Татьяна двинулась к дому напротив, на полпути, меняя уставшие от сумки руки, обернулась на соседку. Бабка всё так же стояла за забором, часто осеняя их крестным знамением.

***

Непокрашенный покосившийся штакетник был таким редким, что за ним легко просматривалась вся придомовая территория. Сам домик был небольшим, одноэтажным, но добротно сложенным из белого кирпича. Два окна, покрытые облупившейся бежевой краской, выходили на улицу. Видимо, точно такой же краской когда-то была покрашена деревянная крыша.

Калитка запиралась изнутри на проржавевший шпингалет. Татьяна дотянулась до задвижки и вошла во двор.

Слева от дома стояло старое дерево грецкого ореха. Егорка подошёл к нему. С интересом рассмотрел крепкий ствол и задрал голову вверх.

— Мам! Тут ягодки какие-то! Маленькие и зелёненькие.

— Это не ягодки, это орешки. Они будут расти до самой осени, и только потом их можно будет есть.
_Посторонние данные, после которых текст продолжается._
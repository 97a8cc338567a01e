//! HTTP bridge for the Beebo memory store.
//!
//! # Endpoints
//!
//! ## Memories
//! - `POST /memories` - Store a memory (deduplicated)
//! - `GET /memories/all` - Recent memories
//! - `GET /memories/recall?q=` - Substring recall (`/memories/search` is an alias)
//! - `GET /memories/by-tag?tag=` / `GET /memories/by-type?type=`
//! - `GET /memories/today` - Created since local midnight
//! - `GET /memories/{id}` / `DELETE /memories/{id}`
//!
//! ## Streaming
//! - `GET /mcp/sse` - Change stream (Server-Sent Events)
//!
//! ## Liveness (no token)
//! - `GET /ping`, `GET /version`, `GET /healthz`
//!
//! Every other route requires the shared token when one is configured.

pub mod auth;
pub mod config;
pub mod error;
pub mod routes;
pub mod sse;
pub mod state;

use std::net::SocketAddr;
use std::sync::Arc;

use axum::{
    http::HeaderValue,
    middleware,
    routing::{get, post},
    Router,
};
use tower_http::cors::{AllowOrigin, Any, CorsLayer};
use tower_http::limit::RequestBodyLimitLayer;
use tower_http::trace::TraceLayer;
use tracing::{info, warn};

pub use auth::ApiToken;
pub use config::ServerConfig;
pub use state::AppState;

/// Router options that do not live in [`AppState`].
#[derive(Debug, Clone)]
pub struct RouterOptions {
    pub cors_origins: Vec<String>,
    pub max_body_bytes: usize,
}

impl From<&ServerConfig> for RouterOptions {
    fn from(config: &ServerConfig) -> Self {
        Self {
            cors_origins: config.server.cors_origins.clone(),
            max_body_bytes: config.server.max_body_bytes,
        }
    }
}

fn cors_layer(origins: &[String]) -> CorsLayer {
    let allow_origin = if origins.is_empty() {
        AllowOrigin::from(Any)
    } else {
        let parsed: Vec<HeaderValue> = origins
            .iter()
            .filter_map(|o| match o.parse() {
                Ok(value) => Some(value),
                Err(_) => {
                    warn!(origin = %o, "Ignoring invalid CORS origin");
                    None
                }
            })
            .collect();
        AllowOrigin::list(parsed)
    };

    CorsLayer::new()
        .allow_origin(allow_origin)
        .allow_methods(Any)
        .allow_headers(Any)
}

/// Create the API router with all routes configured.
pub fn create_router(state: Arc<AppState>, options: &RouterOptions) -> Router {
    Router::new()
        .route("/memories", post(routes::create_memory))
        .route("/memories/all", get(routes::list_all))
        .route("/memories/recall", get(routes::recall))
        .route("/memories/search", get(routes::recall))
        .route("/memories/by-tag", get(routes::by_tag))
        .route("/memories/by-type", get(routes::by_type))
        .route("/memories/today", get(routes::today))
        .route(
            "/memories/{id}",
            get(routes::get_memory).delete(routes::delete_memory),
        )
        .route("/mcp/sse", get(sse::mcp_sse))
        .route("/ping", get(routes::ping))
        .route("/version", get(routes::version))
        .route("/healthz", get(routes::healthz))
        .layer(middleware::from_fn_with_state(
            state.clone(),
            auth::require_token,
        ))
        .layer(RequestBodyLimitLayer::new(options.max_body_bytes))
        .layer(TraceLayer::new_for_http())
        .layer(cors_layer(&options.cors_origins))
        .with_state(state)
}

/// Start the API server on the given address.
pub async fn serve(state: Arc<AppState>, addr: SocketAddr, options: RouterOptions) -> anyhow::Result<()> {
    if state.token.is_none() {
        warn!("No token configured; the memory API is open to anyone who can reach it");
    }

    let router = create_router(state, &options);
    let listener = tokio::net::TcpListener::bind(addr).await?;
    info!(%addr, "Starting Beebo memory bridge");

    axum::serve(listener, router)
        .with_graceful_shutdown(shutdown_signal())
        .await?;

    info!("Server stopped");
    Ok(())
}

async fn shutdown_signal() {
    if let Err(e) = tokio::signal::ctrl_c().await {
        warn!(error = %e, "Failed to listen for shutdown signal");
        std::future::pending::<()>().await;
    }
    info!("Shutdown signal received");
}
— Жалко, что сейчас нельзя. Я проголодался, — отозвался мальчик.

— Ну началось! Пошли в дом, посмотрим, что там.

Татьяна подошла к низенькому порожку, поднялась, опустила на крыльцо дорожную сумку и вставила единственный ключ в замочную скважину. Ключ легко повернулся в замке. Она толкнула обитую красным дерматином дверь и вошла в дом.

На неё пахнуло затхлостью нежилого помещения. Небольшой коридорчик разделял дом на две неравные части: в меньшей была кухня, а в большей — две смежные комнаты. На стенах висели чёрно-белые снимки незнакомых людей. Мебель, а точнее рухлядь, пряталась под пыльными простынями. Быстро скинув с мебели саван, Татьяна поморщилась и пошла на кухню.

Стол, пара стульев, заскорузлая кухонная плита, старенький советский холодильник и раковина с зеркалом. Проверив работу скромной бытовой техники, Татьяна отправилась осматривать двор.

— Мама, мама, смотри! — послышался голос Егорки из-за дома. — Смотри, что я нашёл!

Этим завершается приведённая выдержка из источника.